The administration denies that an official report was ever made regarding classroom intimidation. Provost Brinkley stated in an e-mail to The Advocate, “I had not, and still have not, received any complaints from students about the behavior of faculty in the classroom…as far as I know, no formal complaints have been made through any of the established grievance procedures relating to the charges made in the film.”

Columbia University spokeswoman Susan Brown said similarly that prior to the film, “There was no formal complaint.”

A meeting with Yatrakis would be considered a formal complaint according to the University.

If a student did approach Yatrakis, Brown said that “She would be charged with giving the student the appropriate place to file a complaint, and she would follow up.” Yet, according to Brown, “No student, either outside or inside the film,” did so.

Dean Yatrakis could not be reached for comment.

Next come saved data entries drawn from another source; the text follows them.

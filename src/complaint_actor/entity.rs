//! `ActorEntity` implementation for [`Complaint`]: filing, disputing, and
//! manager resolution.
//!
//! The target's counters move at filing time (inside `on_create`), so a
//! complaint that never gets resolved still counts. Resolution either
//! confirms the standing effect (upheld) or unwinds it and penalizes the
//! filer (dismissed).

use crate::clients::AccountClient;
use crate::complaint_actor::ComplaintError;
use crate::framework::ActorEntity;
use crate::model::{
    Complaint, ComplaintCreate, ComplaintKind, ComplaintStatus, DisputeResolution, Role,
    TargetType,
};
use async_trait::async_trait;
use chrono::Utc;
use tracing::info;

/// Custom actions for Complaint entities.
#[derive(Debug, Clone)]
pub enum ComplaintAction {
    /// The target contests a pending complaint, blocking silent resolution
    /// until a manager rules on it.
    Dispute { actor_id: String },
    /// Manager verdict: uphold the filing or dismiss it as false.
    Resolve {
        manager_id: String,
        outcome: DisputeResolution,
    },
}

/// Results from ComplaintActions - variants match 1:1 with ComplaintAction.
#[derive(Debug, Clone)]
pub enum ComplaintActionResult {
    Dispute(Complaint),
    Resolve(Complaint),
}

#[async_trait]
impl ActorEntity for Complaint {
    type Id = String;
    type CreateParams = ComplaintCreate;
    type UpdateParams = ();
    type Action = ComplaintAction;
    type ActionResult = ComplaintActionResult;
    type Context = AccountClient;
    type Error = ComplaintError;

    fn from_create_params(id: String, params: ComplaintCreate) -> Result<Self, ComplaintError> {
        if params.complainant_id == params.target_id {
            return Err(ComplaintError::Validation(
                "cannot file against yourself".into(),
            ));
        }
        Ok(Self {
            id,
            complainant_id: params.complainant_id,
            target_id: params.target_id,
            target_type: params.target_type,
            complaint_type: params.kind,
            description: params.description,
            status: ComplaintStatus::Pending,
            // Set from the filer's role in on_create.
            weight: 0,
            created_at: Utc::now(),
            resolved_by: None,
            resolved_at: None,
            dispute_resolution: None,
        })
    }

    /// Filing: check who may file against whom, fix the weight from the
    /// filer's current role, and move the target's counters immediately.
    async fn on_create(&mut self, accounts: &AccountClient) -> Result<(), ComplaintError> {
        let filer = accounts.fetch(&self.complainant_id).await?;
        let target = accounts.fetch(&self.target_id).await?;

        match filer.role {
            Role::Customer | Role::Vip => {}
            // Couriers may only file against customers.
            Role::Delivery if self.target_type == TargetType::Customer => {}
            Role::Delivery => {
                return Err(ComplaintError::Forbidden(
                    "couriers can only file against customers".into(),
                ));
            }
            other => {
                return Err(ComplaintError::Forbidden(format!(
                    "role {other} cannot file complaints"
                )));
            }
        }

        let type_matches = match self.target_type {
            TargetType::Chef => target.role == Role::Chef,
            TargetType::Delivery => target.role == Role::Delivery,
            TargetType::Customer => target.role.is_customer_tier(),
        };
        if !type_matches {
            return Err(ComplaintError::Validation(format!(
                "target {} does not hold the {} role",
                target.id,
                match self.target_type {
                    TargetType::Chef => "chef",
                    TargetType::Delivery => "delivery",
                    TargetType::Customer => "customer",
                }
            )));
        }

        self.weight = if filer.role == Role::Vip { 2 } else { 1 };
        accounts
            .apply_feedback(&self.target_id, self.complaint_type, self.weight)
            .await?;

        info!(
            complaint = %self.id,
            filer = %self.complainant_id,
            target = %self.target_id,
            weight = self.weight,
            "Filed"
        );
        Ok(())
    }

    async fn on_update(&mut self, _update: (), _ctx: &AccountClient) -> Result<(), ComplaintError> {
        Err(ComplaintError::InvalidState(
            "complaints cannot be edited after filing".into(),
        ))
    }

    async fn handle_action(
        &mut self,
        action: ComplaintAction,
        accounts: &AccountClient,
    ) -> Result<ComplaintActionResult, ComplaintError> {
        match action {
            ComplaintAction::Dispute { actor_id } => {
                if actor_id != self.target_id {
                    return Err(ComplaintError::Forbidden(
                        "only the target may dispute a complaint".into(),
                    ));
                }
                // One dispute per complaint, and only before resolution.
                if self.status != ComplaintStatus::Pending {
                    return Err(ComplaintError::InvalidState(format!(
                        "complaint is {:?}, not pending",
                        self.status
                    )));
                }
                self.status = ComplaintStatus::Disputed;
                Ok(ComplaintActionResult::Dispute(self.clone()))
            }
            ComplaintAction::Resolve {
                manager_id,
                outcome,
            } => {
                self.resolve(&manager_id, outcome, accounts).await?;
                Ok(ComplaintActionResult::Resolve(self.clone()))
            }
        }
    }
}

impl Complaint {
    async fn resolve(
        &mut self,
        manager_id: &str,
        outcome: DisputeResolution,
        accounts: &AccountClient,
    ) -> Result<(), ComplaintError> {
        let manager = accounts.fetch(manager_id).await?;
        if manager.role != Role::Manager {
            return Err(ComplaintError::Forbidden(
                "only managers resolve complaints".into(),
            ));
        }
        if self.status == ComplaintStatus::Resolved {
            return Err(ComplaintError::InvalidState(
                "complaint is already resolved".into(),
            ));
        }

        match outcome {
            DisputeResolution::Dismissed => {
                // Unwind the counters this filing added, then penalize the
                // filer for the false report.
                accounts
                    .reverse_feedback(&self.target_id, self.complaint_type, self.weight)
                    .await?;
                let filer = accounts.fetch(&self.complainant_id).await?;
                if filer.role.is_customer_tier() {
                    accounts.add_warning(&self.complainant_id).await?;
                } else if filer.role.is_employee() {
                    accounts
                        .apply_feedback(&self.complainant_id, ComplaintKind::Complaint, 1)
                        .await?;
                }
            }
            DisputeResolution::Upheld => {
                // Customer-tier targets take a warning; employee targets are
                // already covered by the complaint-count demotion check that
                // ran at filing time.
                if self.complaint_type == ComplaintKind::Complaint {
                    let target = accounts.fetch(&self.target_id).await?;
                    if target.role.is_customer_tier() {
                        accounts.add_warning(&self.target_id).await?;
                    }
                }
            }
        }

        self.status = ComplaintStatus::Resolved;
        self.resolved_by = Some(manager_id.to_string());
        self.resolved_at = Some(Utc::now());
        self.dispute_resolution = Some(outcome);
        info!(complaint = %self.id, ?outcome, by = %manager_id, "Resolved");
        Ok(())
    }
}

The second main issue addressed in the testimony, according to Horwitz and Beery, is the Blasi committee. The committee investigating academic freedom was formed by University President Lee Bollinger in response to a March 2003 rally at which a comment by assistant anthropology professor Nicholas de Genova wishing for “a million Mogadishus” earned national condemnation.

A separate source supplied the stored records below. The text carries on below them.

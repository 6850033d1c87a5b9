//! Generic actor framework for resource management.
//!
//! Provides the building blocks for type-safe actor systems that manage
//! resource entities with CRUD operations, a collection `List`, and custom
//! actions.
//!
//! # Main Components
//!
//! - [`ActorEntity`] - trait that resource types implement to be managed by actors
//! - [`ResourceActor`] - generic actor that owns one entity collection
//! - [`ResourceClient`] - type-safe handle for talking to an actor
//! - [`ActorError`] - channel-level errors wrapping the entity's typed error
//!
//! # Testing
//!
//! See [`mock`] for utilities to test clients without spawning full actors.

pub mod core;
pub mod mock;

pub use core::*;
pub use mock::MockClient;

Beery said, “The committee never followed leads; it dropped the investigation at a crucial point.”

Rabbi Charles Sheer, rabbi emeritus of Columbia/Barnard Hillel, testified before of the committee for an hour and called it a “whitewash.”

Sheer had been concerned about student complaints of bias in the MEALAC department for two years prior to the film.

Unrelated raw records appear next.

//! Flavor-based dish recommendations.
//!
//! Preferences are derived from what the customer actually ordered, not from
//! the rating-driven flavor profile: the per-tag score is the percentage of
//! the customer's tagged order history carrying that tag. A candidate dish
//! scores the sum of the customer's percentages for its tags, plus a flat
//! bonus for chefs the customer has ordered from before (+10) and for highly
//! rated dishes (+5 at rating 4.0 or above). The 100-point cap is applied
//! after the bonuses.

use std::collections::{HashMap, HashSet};

use crate::clients::{DishClient, OrderClient};
use crate::model::{Dish, FlavorTag, OrderStatus};
use crate::order_actor::OrderError;
use tracing::debug;

const SAME_CHEF_BONUS: f64 = 10.0;
const HIGH_RATING_BONUS: f64 = 5.0;
const HIGH_RATING_THRESHOLD: f64 = 4.0;
const SCORE_CAP: f64 = 100.0;

/// A menu dish with its match score for one customer, in [0, 100].
#[derive(Debug, Clone)]
pub struct ScoredDish {
    pub dish: Dish,
    pub score: f64,
}

/// Per-tag percentage frequency over the tagged portion of an order history.
///
/// Each history entry counts once per tag it carries; dishes without tags do
/// not dilute the percentages. An empty (or untagged) history yields an
/// empty map, scoring every candidate at bonuses only.
pub fn flavor_preferences(history: &[Dish]) -> HashMap<FlavorTag, f64> {
    let tagged: Vec<&Dish> = history
        .iter()
        .filter(|dish| !dish.flavor_tags.is_empty())
        .collect();
    if tagged.is_empty() {
        return HashMap::new();
    }

    let mut counts: HashMap<FlavorTag, u32> = HashMap::new();
    for dish in &tagged {
        for &tag in &dish.flavor_tags {
            *counts.entry(tag).or_insert(0) += 1;
        }
    }

    let total = tagged.len() as f64;
    counts
        .into_iter()
        .map(|(tag, count)| (tag, f64::from(count) / total * 100.0))
        .collect()
}

/// Match score for one candidate dish: tag preferences summed, bonuses
/// added, then capped at 100.
pub fn match_score(
    dish: &Dish,
    preferences: &HashMap<FlavorTag, f64>,
    known_chefs: &HashSet<String>,
) -> f64 {
    let mut score: f64 = dish
        .flavor_tags
        .iter()
        .map(|tag| preferences.get(tag).copied().unwrap_or(0.0))
        .sum();

    if known_chefs.contains(&dish.chef_id) {
        score += SAME_CHEF_BONUS;
    }
    if dish.rating >= HIGH_RATING_THRESHOLD {
        score += HIGH_RATING_BONUS;
    }

    score.min(SCORE_CAP)
}

/// Scores the live menu against one customer's order history.
#[derive(Clone)]
pub struct Recommender {
    orders: OrderClient,
    dishes: DishClient,
}

impl Recommender {
    pub fn new(orders: OrderClient, dishes: DishClient) -> Self {
        Self { orders, dishes }
    }

    /// The `limit` best-matching available dishes for a customer, best
    /// first. Cancelled orders do not count toward history.
    pub async fn recommend(
        &self,
        customer_id: &str,
        limit: usize,
    ) -> Result<Vec<ScoredDish>, OrderError> {
        let mut history = Vec::new();
        let mut known_chefs = HashSet::new();
        for order in self.orders.for_customer(customer_id).await? {
            if order.status == OrderStatus::Cancelled {
                continue;
            }
            for item in &order.items {
                let dish = self.dishes.fetch(&item.dish_id).await?;
                known_chefs.insert(dish.chef_id.clone());
                history.push(dish);
            }
        }

        let preferences = flavor_preferences(&history);
        debug!(customer = %customer_id, history = history.len(), ?preferences, "Scoring menu");

        let mut scored: Vec<ScoredDish> = self
            .dishes
            .menu()
            .await?
            .into_iter()
            .map(|dish| {
                let score = match_score(&dish, &preferences, &known_chefs);
                ScoredDish { dish, score }
            })
            .collect();
        scored.sort_by(|a, b| b.score.total_cmp(&a.score));
        scored.truncate(limit);
        Ok(scored)
    }
}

“Students complained about courses continuously,” he said.

In a meeting with three top administrators, including ombudsman Marsha Wagner, Sheer was told that nothing could be done so long as a professor’s conduct was not “actionable,” meaning a student’s grade would not be affected for political reasons.

His testimony before the committee seemed to have little impact, Sheer concluded. “They said there was no problem. The committee interviewed people for hours on free speech and came up with no report.”

The David Project’s president, Charles Jacobs, added: “Everyone’s looking for the report of the Blasi committee. All we hear is the verbal conclusion that there were no complaints.”

The university claims that the job of the committee was never to issue a report. “It was not a committee designed to write a report or pass policy. It was advisory to President Bollinger and that’s what we did. We did no factual investigation,” Blasi told The Advocate. “We interviewed administration and faculty not for fact-finding but to think through issues and policies of academic freedom.”

Spokewoman Brown confirmed that the goal of the committee was “to give President Bollinger a report on what’s going on at Columbia. Part of what it looked at was whether there was widespread intimidation or harassment. It said it had not uncovered any intimidation.”

Yet she added, “It was not scientific, it was not there to review specifics, but to get feedback on the general strength of the academic climate on campus.”

Both President Bollinger and Provost Brinkley have made public statements voicing their concerns over the charges and their efforts to evaluate the charges and discuss their grievance policies.

Bollinger wrote on Oct. 27, “Academic freedom does not extend to protecting behavior in the classroom that threatens or intimidates students who express their viewpoints.”

With allegations against the University’s top officials, Jacobs questions “whether Columbia needs an external investigation.”

The New York City Council, led by Jewish Caucus Chair Michael Nelson, has begun to investigate the issue, and Nelson’s spokeswoman, Jennifer Fischer, told The Advocate that the council is formulating a letter to President Bollinger and considering a council resolution.

We’re asking for an in-depth, expeditious internal investigation. We hope Columbia will take action themselves,” she said.